→ WHAT TO DO: Only lines holding the word "anyhow" should be copied from the material.

→ INPUT DATA:
- - -
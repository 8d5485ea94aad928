
use std::{path::PathBuf, process::ExitCode};

use anyhow::{Context, Result, anyhow};
use clap::Parser;
use extraction::{
    method::{ExtractionMethod, PageSelection},
    process::{self, DEFAULT_OUTPUT_CSV, ProcessRequest},
    tabula_wrapper::singlethreaded::SingleThreadedTabulaExtractor,
};
use simplelog::LevelFilter;

use crate::distpaths;

const SUCCESS_MESSAGE: &str = "PDF data successfully processed";

/// Process a PDF file and save its tables as CSV.
#[derive(Debug, Parser)]
#[command(version)]
struct Args {
    /// Path to the input PDF file.
    input_file: PathBuf,

    /// Path to the output CSV file.
    #[arg(long = "output_file", visible_alias = "output-file", default_value = DEFAULT_OUTPUT_CSV)]
    output_file: PathBuf,

    /// Pages to extract tables from, either "all" or a comma separated list of page numbers and
    /// inclusive ranges, such as "1,3-5".
    #[arg(long, default_value = "all")]
    pages: PageSelection,

    /// Table detection method used for the CSV output: stream, lattice or guess.
    #[arg(long, default_value = "stream")]
    method: ExtractionMethod,

    /// Password to decrypt the input PDF with.
    #[arg(long)]
    password: Option<String>,

    /// Path to the Tabula JAR file. Looked for next to the executable and in the XDG data
    /// directories when not given.
    #[arg(long, env = "TABULACSV_TABULA_JAR")]
    tabula_libpath: Option<PathBuf>,

    /// Logging level.
    #[arg(long, default_value = "Warn")]
    log_level: LevelFilter,
}

impl Args {
    fn process_request(&self) -> ProcessRequest {
        ProcessRequest {
            pages: self.pages.clone(),
            method: self.method,
            password: self.password.clone(),
            ..ProcessRequest::new(&self.input_file, &self.output_file)
        }
    }
}

/// Runs the program, reporting the outcome on the console.
pub fn run() -> ExitCode {
    let args = Args::parse();

    match run_args(&args) {
        Ok(()) => {
            println!("{SUCCESS_MESSAGE}");
            ExitCode::SUCCESS
        }
        Err(err) => {
            eprintln!("ERROR: {err:#}");
            ExitCode::FAILURE
        }
    }
}

fn run_args(args: &Args) -> Result<()> {
    simplelog::WriteLogger::init(
        args.log_level,
        simplelog::Config::default(),
        std::io::stderr(),
    )
    .context("configuring logging")?;

    let request = args.process_request();

    // Fail fast on bad input, before paying for JVM startup.
    process::check_input_pdf(&request.input_pdf)?;

    let tabula_jar = distpaths::resolve_tabula_jar(args.tabula_libpath.as_deref())?;
    let tabula_libpath = tabula_jar
        .to_str()
        .ok_or_else(|| anyhow!("Tabula JAR path {:?} is not valid UTF-8", tabula_jar))?;
    log::debug!("Using Tabula from {:?}.", tabula_jar);

    let vm = tabula::TabulaVM::new(tabula_libpath, false)
        .with_context(|| format!("initialising Tabula from {:?}", tabula_jar))?;
    let env = vm.attach().context("attaching to Tabula VM")?;
    let extractor = SingleThreadedTabulaExtractor::new(env);

    let summary = process::process_pdf(&extractor, &request)?;
    log::info!(
        "Processed {:?} into {:?}: {} tables read, {} tables with {} rows written.",
        request.input_pdf,
        request.output_csv,
        summary.tables_read,
        summary.tables_written,
        summary.rows_written,
    );

    Ok(())
}
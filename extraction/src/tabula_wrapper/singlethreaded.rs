use anyhow::Context;

use crate::tabula_wrapper;

/// Single threaded implementation of [tabula_wrapper::TabulaExtractor].
///
/// Must be created and run on the thread that attached to the Tabula VM.
pub struct SingleThreadedTabulaExtractor<'env> {
    tabula_env: tabula::TabulaEnv<'env>,
}

impl<'env> SingleThreadedTabulaExtractor<'env> {
    /// Creates a [SingleThreadedTabulaExtractor] with the given [tabula::TabulaEnv].
    pub fn new(tabula_env: tabula::TabulaEnv<'env>) -> Self {
        Self { tabula_env }
    }
}

impl<'env> tabula_wrapper::TabulaExtractor for SingleThreadedTabulaExtractor<'env> {
    fn extract_tables(
        &self,
        request: tabula_wrapper::TabulaExtractionRequest,
    ) -> anyhow::Result<tabula_wrapper::JsonTableSet> {
        log::debug!(
            "Extracting tables from {:?} (pages={}, method={}, guess={}).",
            request.pdf_path,
            request.pages,
            request.method,
            request.guess,
        );

        let tabula = self
            .tabula_env
            .configure_tabula(
                None,
                request.pages.to_tabula_pages(),
                tabula::OutputFormat::Json,
                request.guess,
                request.method.to_tabula_extraction_method(),
                request.use_returns,
                request.password.as_deref(),
            )
            .context("configuring Tabula to extract tables")?;

        let extracted_file = tempfile::NamedTempFile::new()
            .context("creating temporary file for extracting PDF table data")?;
        tabula
            .parse_document_into(&request.pdf_path, extracted_file.path())
            .with_context(|| format!("extracting PDF table data from {:?}", request.pdf_path))?;

        serde_json::from_reader(extracted_file).context("parsing extracted PDF table data")
    }
}

#[cfg(test)]
mod tests {
    use anyhow::{Context, Result, anyhow};
    use googletest::prelude::*;
    use lazy_static::lazy_static;

    use super::*;
    use crate::{
        method::{ExtractionMethod, PageSelection},
        table::Table,
        tabula_wrapper::{TabulaExtractionRequest, TabulaExtractor},
        testutil::{self, ScratchDir},
    };

    lazy_static! {
        static ref VM: Option<Result<tabula::TabulaVM>> = testutil::tabula_jar().map(|jar| {
            tabula::TabulaVM::new(&jar.to_string_lossy(), true).map_err(anyhow::Error::from)
        });
    }

    /// Runs `f` against a real Tabula, or skips it when no Tabula JAR is available.
    fn with_extractor<F>(f: F) -> Result<()>
    where
        F: FnOnce(&SingleThreadedTabulaExtractor) -> Result<()>,
    {
        let Some(vm) = VM.as_ref() else {
            eprintln!("Skipping: tabula.jar not found, set TABULACSV_TABULA_JAR to run.");
            return Ok(());
        };
        let vm = vm
            .as_ref()
            .map_err(|err| anyhow!("starting Tabula VM: {err:#}"))?;
        let env = vm.attach().context("attaching to Tabula VM")?;
        f(&SingleThreadedTabulaExtractor::new(env))
    }

    fn fixture_request(method: ExtractionMethod) -> TabulaExtractionRequest {
        TabulaExtractionRequest {
            pdf_path: testutil::fixture_pdf(),
            password: None,
            pages: PageSelection::All,
            guess: true,
            use_returns: false,
            method,
        }
    }

    fn to_tables(table_set: tabula_wrapper::JsonTableSet) -> Vec<Table> {
        table_set.0.into_iter().map(Table::from).collect()
    }

    #[gtest]
    fn extracts_ruled_table_with_lattice() -> Result<()> {
        with_extractor(|extractor| {
            let table_set = extractor.extract_tables(fixture_request(ExtractionMethod::Lattice))?;

            assert_that!(table_set.0, len(eq(1)));
            expect_that!(table_set.0[0].page_number, eq(1));
            expect_eq!(
                to_tables(table_set),
                vec![Table::from(testutil::fixture_table_rows())]
            );
            Ok(())
        })
    }

    #[gtest]
    fn extracts_table_rows_with_stream() -> Result<()> {
        with_extractor(|extractor| {
            let tables = to_tables(
                extractor.extract_tables(fixture_request(ExtractionMethod::Stream))?,
            );

            assert_that!(tables, not(is_empty()));
            let rows: Vec<String> = tables
                .iter()
                .flat_map(|table| table.iter())
                .map(|row| row.join("|"))
                .collect();
            for expected in testutil::fixture_table_rows() {
                expect_that!(rows, contains(eq(&expected.join("|"))));
            }
            Ok(())
        })
    }

    #[gtest]
    fn extracts_only_selected_pages() -> Result<()> {
        with_extractor(|extractor| {
            let request = TabulaExtractionRequest {
                pages: PageSelection::Pages(vec![1]),
                ..fixture_request(ExtractionMethod::Stream)
            };

            let table_set = extractor.extract_tables(request)?;

            expect_that!(
                table_set.0.iter().map(|t| t.page_number).collect::<Vec<_>>(),
                each(eq(&1))
            );
            Ok(())
        })
    }

    #[gtest]
    fn fails_for_file_that_is_not_a_pdf() -> Result<()> {
        with_extractor(|extractor| {
            let scratch = ScratchDir::new();
            let not_pdf = scratch.path("not.pdf");
            std::fs::write(&not_pdf, "plain text, not a PDF")?;

            let request = TabulaExtractionRequest {
                pdf_path: not_pdf,
                ..fixture_request(ExtractionMethod::Stream)
            };

            expect_that!(extractor.extract_tables(request), err(anything()));
            Ok(())
        })
    }
}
- - -
→ SOLUTION:
use anyhow::{Context, Result, anyhow};
        .ok_or_else(|| anyhow!("Tabula JAR path {:?} is not valid UTF-8", tabula_jar))?;
use anyhow::Context;
    ) -> anyhow::Result<tabula_wrapper::JsonTableSet> {
    use anyhow::{Context, Result, anyhow};
            tabula::TabulaVM::new(&jar.to_string_lossy(), true).map_err(anyhow::Error::from)
            .map_err(|err| anyhow!("starting Tabula VM: {err:#}"))?;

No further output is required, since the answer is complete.